Miel Hendrickson, regional director of the Los Angeles-based International Medical Corps, says her group briefed officials at the Walikale office of the U.N. Organization for the Coordination of Humanitarian Affairs when they returned from their first trip to Luvungi the night of Aug. 6.

“We told them the area had been attacked, that there had been no fighting and no deaths, but raping and looting,” she says.

Mr. Meece, the top U.N. envoy in Congo, said U.N. peacekeepers in the area did not learn about the rape and looting spree until Aug. 12 from the International Medical Corps. Two U.N. officials in Kinshasa told the Associated Press that they got first word from media reports, even though the U.N.’s small civil affairs office in Walikale is charged with protecting civilians.
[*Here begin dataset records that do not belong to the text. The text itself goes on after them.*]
//! Database connection pool
//!
//! The portal is SQLite-backed for single-binary deployment. The pool is
//! created from configuration; foreign keys are enabled on every
//! connection so deleting a user cascades to their job postings.

use anyhow::{Context, Result};
use sqlx::sqlite::{SqliteConnectOptions, SqlitePool, SqlitePoolOptions};
use std::str::FromStr;

use crate::config::DatabaseConfig;

/// Create a SQLite connection pool based on configuration.
///
/// For file-based databases the parent directory is created if missing and
/// the file is created on first connect. In-memory databases are pinned to
/// a single connection, since every SQLite connection gets its own private
/// memory database.
pub async fn create_pool(config: &DatabaseConfig) -> Result<SqlitePool> {
    let url = config.url.as_str();
    let in_memory = url == ":memory:" || url == "sqlite::memory:";

    if !in_memory {
        let path = url.strip_prefix("sqlite:").unwrap_or(url);
        if let Some(parent) = std::path::Path::new(path).parent() {
            if !parent.as_os_str().is_empty() {
                std::fs::create_dir_all(parent).with_context(|| {
                    format!("Failed to create database directory: {:?}", parent)
                })?;
            }
        }
    }

    let connection_url = if url.starts_with("sqlite:") {
        url.to_string()
    } else if in_memory {
        "sqlite::memory:".to_string()
    } else {
        format!("sqlite:{}", url)
    };

    let options = SqliteConnectOptions::from_str(&connection_url)
        .with_context(|| format!("Invalid database URL: {}", url))?
        .create_if_missing(true)
        .foreign_keys(true);

    let pool = SqlitePoolOptions::new()
        .max_connections(if in_memory { 1 } else { 20 })
        .connect_with(options)
        .await
        .with_context(|| format!("Failed to connect to SQLite database: {}", url))?;

    Ok(pool)
}

/// Create a SQLite in-memory database pool for testing.
pub async fn create_test_pool() -> Result<SqlitePool> {
    let config = DatabaseConfig {
        url: ":memory:".to_string(),
    };
    create_pool(&config).await
}

#[cfg(test)]
mod tests {
    use super::*;

    #[tokio::test]
    async fn test_memory_pool_creation() {
        let pool = create_test_pool().await.expect("Failed to create pool");

        sqlx::query("SELECT 1")
            .fetch_one(&pool)
            .await
            .expect("Ping should succeed");
    }

    #[tokio::test]
    async fn test_file_pool_creates_nested_directories() {
        let temp_dir = tempfile::tempdir().expect("Failed to create temp dir");
        let db_path = temp_dir.path().join("nested").join("dir").join("test.db");

        let config = DatabaseConfig {
            url: db_path.to_string_lossy().to_string(),
        };

        let pool = create_pool(&config).await.expect("Failed to create pool");
        sqlx::query("SELECT 1")
            .fetch_one(&pool)
            .await
            .expect("Ping should succeed");

        assert!(db_path.exists());
    }

    #[tokio::test]
    async fn test_foreign_keys_enabled() {
        let pool = create_test_pool().await.expect("Failed to create pool");

        let row: (i64,) = sqlx::query_as("PRAGMA foreign_keys")
            .fetch_one(&pool)
            .await
            .expect("Failed to read pragma");
        assert_eq!(row.0, 1);
    }
}
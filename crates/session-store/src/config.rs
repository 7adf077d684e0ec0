//! Seed definitions for sessions and item grants.

use std::fs::File;
use std::io::Read;
use std::path::Path;

use serde::de::DeserializeOwned;
use serde::{Deserialize, Serialize};
use thiserror::Error;

/// A session ticket created at startup.
#[derive(Clone, Debug, Serialize, Deserialize, PartialEq, Eq)]
pub struct TicketSeed {
    pub id: String,
    pub user: String,
    #[serde(default)]
    pub roles: Vec<String>,
    #[serde(default)]
    pub administrator: bool,
    /// `humantime` duration such as `8h`, or `session` for no expiry.
    #[serde(default)]
    pub ttl: Option<String>,
}

/// Rights on one item granted to accounts or roles.
#[derive(Clone, Debug, Serialize, Deserialize, PartialEq, Eq)]
pub struct ItemGrant {
    /// Item id or content path.
    pub item: String,
    pub rights: Vec<String>,
    #[serde(default)]
    pub to: Vec<String>,
}

/// Errors surfaced while loading seeds or building stores.
#[derive(Debug, Error)]
pub enum SessionError {
    #[error("io error: {0}")]
    Io(#[from] std::io::Error),
    #[error("failed to deserialize seeds: {0}")]
    Deserialize(String),
    #[error("invalid ttl format: {0}")]
    InvalidTtl(String),
    #[error("grant on `{item}` is invalid: {reason}")]
    InvalidGrant { item: String, reason: String },
}

pub fn load_seeds_from_reader<T: DeserializeOwned, R: Read>(mut reader: R) -> Result<T, SessionError> {
    let mut buf = String::new();
    reader.read_to_string(&mut buf)?;
    parse_seeds_str(&buf)
}

pub fn load_seeds_from_path<T: DeserializeOwned>(path: impl AsRef<Path>) -> Result<T, SessionError> {
    let file = File::open(path.as_ref())?;
    load_seeds_from_reader(file)
}

/// Accepts JSON first, then YAML.
pub fn parse_seeds_str<T: DeserializeOwned>(raw: &str) -> Result<T, SessionError> {
    match serde_json::from_str(raw) {
        Ok(value) => Ok(value),
        Err(json_err) => serde_yaml::from_str(raw).map_err(|yaml_err| {
            SessionError::Deserialize(format!("json error: {}; yaml error: {}", json_err, yaml_err))
        }),
    }
}
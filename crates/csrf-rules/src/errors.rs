use thiserror::Error;

#[derive(Debug, Error)]
pub enum CsrfConfigError {
    #[error("io error: {0}")]
    Io(String),
    #[error("invalid configuration: {0}")]
    Invalid(String),
}
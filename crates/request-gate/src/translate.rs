use std::collections::HashMap;

use crate::ports::Translator;

/// Static dictionary of localized texts; unknown keys come back unchanged.
#[derive(Clone, Debug, Default)]
pub struct DictionaryTranslator {
    entries: HashMap<String, String>,
}

impl DictionaryTranslator {
    pub fn new() -> Self {
        Self::default()
    }

    pub fn with_entry(mut self, key: impl Into<String>, text: impl Into<String>) -> Self {
        self.entries.insert(key.into(), text.into());
        self
    }

    pub fn len(&self) -> usize {
        self.entries.len()
    }

    pub fn is_empty(&self) -> bool {
        self.entries.is_empty()
    }
}

impl<K, V> FromIterator<(K, V)> for DictionaryTranslator
where
    K: Into<String>,
    V: Into<String>,
{
    fn from_iter<I: IntoIterator<Item = (K, V)>>(iter: I) -> Self {
        Self {
            entries: iter
                .into_iter()
                .map(|(key, text)| (key.into(), text.into()))
                .collect(),
        }
    }
}

impl Translator for DictionaryTranslator {
    fn translate(&self, key: &str) -> String {
        self.entries
            .get(key)
            .cloned()
            .unwrap_or_else(|| key.to_string())
    }
}

#[cfg(test)]
mod tests {
    use super::*;

    #[test]
    fn falls_back_to_key() {
        let translator: DictionaryTranslator =
            [("An error occurred.", "Ein Fehler ist aufgetreten.")].into_iter().collect();
        assert_eq!(
            translator.translate("An error occurred."),
            "Ein Fehler ist aufgetreten."
        );
        assert_eq!(translator.translate("Unknown"), "Unknown");
    }
}
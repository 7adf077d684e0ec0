use std::sync::Arc;

use axum::body::Bytes;
use axum::extract::State;
use axum::http::{header, HeaderMap, HeaderValue, Method, StatusCode, Uri};
use axum::response::{IntoResponse, Response};
use axum::routing::get;
use axum::{Json, Router};
use serde_json::{json, Value};
use speak_core_types::InboundRequest;

use crate::dispatcher::Dispatcher;
use crate::ports::ResponseSink;

#[derive(Clone)]
pub struct GatewayState {
    dispatcher: Arc<Dispatcher>,
}

impl GatewayState {
    pub fn new(dispatcher: Arc<Dispatcher>) -> Self {
        Self { dispatcher }
    }

    pub(crate) fn dispatcher(&self) -> Arc<Dispatcher> {
        Arc::clone(&self.dispatcher)
    }
}

/// Every path other than `/healthz` goes through the dispatcher.
pub fn router_with_state(state: GatewayState) -> Router {
    Router::new()
        .route("/healthz", get(healthz_handler))
        .fallback(dispatch_handler)
        .with_state(state)
}

pub fn router(dispatcher: Arc<Dispatcher>) -> Router {
    router_with_state(GatewayState::new(dispatcher))
}

async fn healthz_handler() -> Json<Value> {
    Json(json!({"status": "ok"}))
}

async fn dispatch_handler(
    State(state): State<GatewayState>,
    method: Method,
    uri: Uri,
    headers: HeaderMap,
    body: Bytes,
) -> Response {
    let raw_url = uri
        .path_and_query()
        .map(|value| value.as_str().to_string())
        .unwrap_or_else(|| uri.path().to_string());
    let request = InboundRequest::new(method.as_str(), raw_url, headers, body.to_vec());
    let mut sink = BufferedSink::default();
    state.dispatcher().handle(&request, &mut sink).await;
    sink.into_response(&request.request_id)
}

/// Collects the body in memory and hands it to axum once ended.
#[derive(Default)]
pub struct BufferedSink {
    body: String,
    ends: usize,
}

impl BufferedSink {
    pub fn body(&self) -> &str {
        &self.body
    }

    pub fn is_ended(&self) -> bool {
        self.ends > 0
    }

    fn into_response(self, request_id: &str) -> Response {
        let mut response = (StatusCode::OK, self.body).into_response();
        let headers = response.headers_mut();
        headers.insert(
            header::CONTENT_TYPE,
            HeaderValue::from_static("application/json; charset=utf-8"),
        );
        if let Ok(value) = HeaderValue::from_str(request_id) {
            headers.insert("x-request-id", value);
        }
        response
    }
}

impl ResponseSink for BufferedSink {
    fn write(&mut self, body: &str) {
        self.body.push_str(body);
    }

    fn flush_and_end(&mut self) {
        self.ends += 1;
    }
}

#[cfg(test)]
mod tests {
    use async_trait::async_trait;
    use axum::body::{to_bytes, Body};
    use axum::http::Request;
    use speak_core_types::{Caller, Response as SpeakResponse};
    use tower::ServiceExt;

    use super::*;
    use crate::bootstrap::GatewayBootstrap;
    use crate::ports::{CallerResolver, TicketValidator};
    use crate::registry::{AuthzPolicy, HandlerRegistry};

    struct OpenSession;

    #[async_trait]
    impl TicketValidator for OpenSession {
        async fn is_current_ticket_valid(&self, _request: &InboundRequest) -> bool {
            true
        }
    }

    #[async_trait]
    impl CallerResolver for OpenSession {
        async fn current_user(&self, _request: &InboundRequest) -> Caller {
            Caller::new("sitecore\\jane")
        }
    }

    fn test_router() -> Router {
        let registry = Arc::new(HandlerRegistry::new());
        registry.register("Gateway.Ping", "ProcessRequest", AuthzPolicy::none(), |_args| async {
            Ok(SpeakResponse::ok().with_value("pong", json!(true)))
        });
        GatewayBootstrap::new(registry, Arc::new(OpenSession), Arc::new(OpenSession)).build_http()
    }

    async fn body_json(response: Response) -> Value {
        let bytes = to_bytes(response.into_body(), usize::MAX).await.unwrap();
        serde_json::from_slice(&bytes).unwrap()
    }

    #[tokio::test]
    async fn healthz_reports_ok() {
        let response = test_router()
            .oneshot(Request::builder().uri("/healthz").body(Body::empty()).unwrap())
            .await
            .unwrap();
        assert_eq!(response.status(), StatusCode::OK);
        assert_eq!(body_json(response).await["status"], "ok");
    }

    #[tokio::test]
    async fn unmatched_paths_are_dispatched() {
        let response = test_router()
            .oneshot(
                Request::builder()
                    .uri("/-/speak/request/v1/expeditor/Gateway.Ping")
                    .header("x-request-id", "req-7")
                    .header("cookie", "__RequestVerificationToken=t")
                    .header("X-RequestVerificationToken", "t")
                    .body(Body::empty())
                    .unwrap(),
            )
            .await
            .unwrap();
        assert_eq!(response.status(), StatusCode::OK);
        assert_eq!(response.headers()["x-request-id"], "req-7");
        assert!(response.headers()[header::CONTENT_TYPE]
            .to_str()
            .unwrap()
            .starts_with("application/json"));
        let body = body_json(response).await;
        assert_eq!(body["error"], false);
        assert_eq!(body["pong"], true);
    }

    #[tokio::test]
    async fn routing_failures_still_answer_200_with_error_body() {
        let response = test_router()
            .oneshot(Request::builder().uri("/nowhere").body(Body::empty()).unwrap())
            .await
            .unwrap();
        assert_eq!(response.status(), StatusCode::OK);
        let body = body_json(response).await;
        assert_eq!(body["error"], true);
        assert_eq!(
            body["errorMessage"],
            "A serious error occurred please contact the administrator"
        );
    }
}
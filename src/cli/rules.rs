use anyhow::{Context, Result};
use clap::Args;
use serde_json::json;
use speak_csrf_rules::load_rules;

use crate::config::GatewayConfig;

#[derive(Args, Clone)]
pub struct CheckUrlArgs {
    /// Raw URL (path and query) as the gateway would receive it
    pub url: String,
}

pub fn cmd_check_url(args: CheckUrlArgs, config: &GatewayConfig) -> Result<()> {
    let report = check_url_report(&args.url, config);
    println!(
        "{}",
        serde_json::to_string_pretty(&report).context("Failed to render report")?
    );
    Ok(())
}

pub fn check_url_report(url: &str, config: &GatewayConfig) -> serde_json::Value {
    let rules = load_rules(config);
    let matched: Vec<&str> = rules
        .matching_rules(url)
        .map(|rule| rule.name.as_str())
        .collect();
    json!({
        "url": url,
        "exempt": !matched.is_empty(),
        "matchedRules": matched,
    })
}

pub fn cmd_rules(config: &GatewayConfig) -> Result<()> {
    let rules = load_rules(config);
    println!(
        "{}",
        serde_json::to_string_pretty(&rules.summary()).context("Failed to render rules")?
    );
    Ok(())
}
use std::fs;
use std::path::Path;

use serde_json::{Map, Value};
use tracing::debug;

use crate::errors::CsrfConfigError;
use crate::model::{CsrfRuleSet, UrlFilter};

/// Name of the configuration section holding the rule definitions.
pub const ANTI_CSRF_SECTION: &str = "anti_csrf";

/// Supplies named configuration trees.
pub trait ConfigProvider: Send + Sync {
    fn section(&self, name: &str) -> Option<Value>;
}

impl ConfigProvider for Value {
    fn section(&self, name: &str) -> Option<Value> {
        self.as_object()
            .and_then(|map| field(map, name))
            .cloned()
    }
}

/// Builds the rule set from the provider's anti-CSRF section.
///
/// A missing section yields an empty set.
pub fn load_rules(provider: &dyn ConfigProvider) -> CsrfRuleSet {
    match provider.section(ANTI_CSRF_SECTION) {
        Some(section) => parse_section(&section),
        None => {
            debug!("anti-csrf section absent; no exemption rules loaded");
            CsrfRuleSet::new()
        }
    }
}

/// Reads a YAML or JSON document and builds the rule set from it.
pub fn load_file(path: &Path) -> Result<CsrfRuleSet, CsrfConfigError> {
    let content = fs::read_to_string(path).map_err(|err| CsrfConfigError::Io(format!("{}", err)))?;
    let yaml_value: serde_yaml::Value =
        serde_yaml::from_str(&content).map_err(|err| CsrfConfigError::Invalid(format!("{}", err)))?;
    let tree = serde_json::to_value(yaml_value)
        .map_err(|err| CsrfConfigError::Invalid(format!("{}", err)))?;
    Ok(load_rules(&tree))
}

/// Parses one anti-CSRF section. Malformed nodes are skipped.
pub fn parse_section(section: &Value) -> CsrfRuleSet {
    let mut set = CsrfRuleSet::new();
    let Some(section) = section.as_object() else {
        debug!("anti-csrf section is not an object; ignoring");
        return set;
    };

    let definitions: Vec<(Option<&str>, &Value)> = match field(section, "rules") {
        Some(Value::Array(items)) => items.iter().map(|item| (None, item)).collect(),
        Some(Value::Object(named)) => named
            .iter()
            .map(|(key, item)| (Some(key.as_str()), item))
            .collect(),
        _ => Vec::new(),
    };

    for (key, definition) in definitions {
        let Some(definition) = definition.as_object() else {
            debug!("skipping non-object csrf rule definition");
            continue;
        };
        let Some(url_prefix) = non_empty_str(definition, "urlPrefix") else {
            debug!(rule = ?key, "skipping csrf rule without url prefix");
            continue;
        };
        let name = non_empty_str(definition, "name")
            .or(key)
            .unwrap_or(url_prefix)
            .to_string();

        let rule = set.rule_mut(&name, url_prefix);
        for entry in ignore_entries(definition) {
            if let Some(filter) = filter_from_entry(entry) {
                rule.filters.push(filter);
            }
        }
    }

    set
}

fn ignore_entries(definition: &Map<String, Value>) -> Vec<&Value> {
    match field(definition, "ignore") {
        Some(Value::Array(entries)) => entries.iter().collect(),
        Some(entry @ Value::Object(_)) => vec![entry],
        _ => Vec::new(),
    }
}

fn filter_from_entry(entry: &Value) -> Option<UrlFilter> {
    let entry = entry.as_object()?;
    if let Some(needle) = non_empty_str(entry, "contains") {
        return Some(UrlFilter::contains(needle));
    }
    let raw = non_empty_str(entry, "wildcard")?;
    let filter = UrlFilter::wildcard(raw);
    if filter.is_none() {
        debug!(wildcard = raw, "skipping csrf filter with invalid wildcard");
    }
    filter
}

/// Reads a non-empty string setting from a configuration section.
pub fn section_str<'a>(section: &'a Value, name: &str) -> Option<&'a str> {
    section.as_object().and_then(|map| non_empty_str(map, name))
}

fn non_empty_str<'a>(map: &'a Map<String, Value>, name: &str) -> Option<&'a str> {
    field(map, name)
        .and_then(Value::as_str)
        .filter(|value| !value.trim().is_empty())
}

/// Case-insensitive lookup that also ignores `_` and `-`.
fn field<'a>(map: &'a Map<String, Value>, name: &str) -> Option<&'a Value> {
    let wanted = normalize_key(name);
    map.iter()
        .find(|(key, _)| normalize_key(key) == wanted)
        .map(|(_, value)| value)
}

fn normalize_key(key: &str) -> String {
    key.chars()
        .filter(|ch| *ch != '_' && *ch != '-')
        .map(|ch| ch.to_ascii_lowercase())
        .collect()
}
The United Nations did not send a team until Aug. 13, according to Mr. Reece.

The number of people treated went up from a couple of dozen on Aug. 5, to 154 by Aug. 16, 172 the following week and 242 by last Wednesday, Ms. Hendrickson said.

Congo’s government has seized on past failures by U.N. peacekeepers to call for the withdrawal of the force, the biggest in the world at about 18,000. U.N. officials say soldiers are hampered by mountainous and rugged terrain and are sparsely deployed across a country the size of Western Europe.

But aid workers say there is a well-graded dirt road from the U.N. camp at Kibua to Luvungi, and from Walikale to Luvungi.

Congo’s army and U.N. peacekeepers have been unable to defeat the few thousand rebels responsible for the long, drawn-out conflict in eastern Congo, which is fueled by the area’s massive mineral reserves.

Maj. Sylvain Ikenge, a spokesman for army operations in eastern Congo, would not say why soldiers had withdrawn from the area, allowing rebels to move in, only that they “are now concentrated around Walikale to concentrate our efforts to track down the rebels.”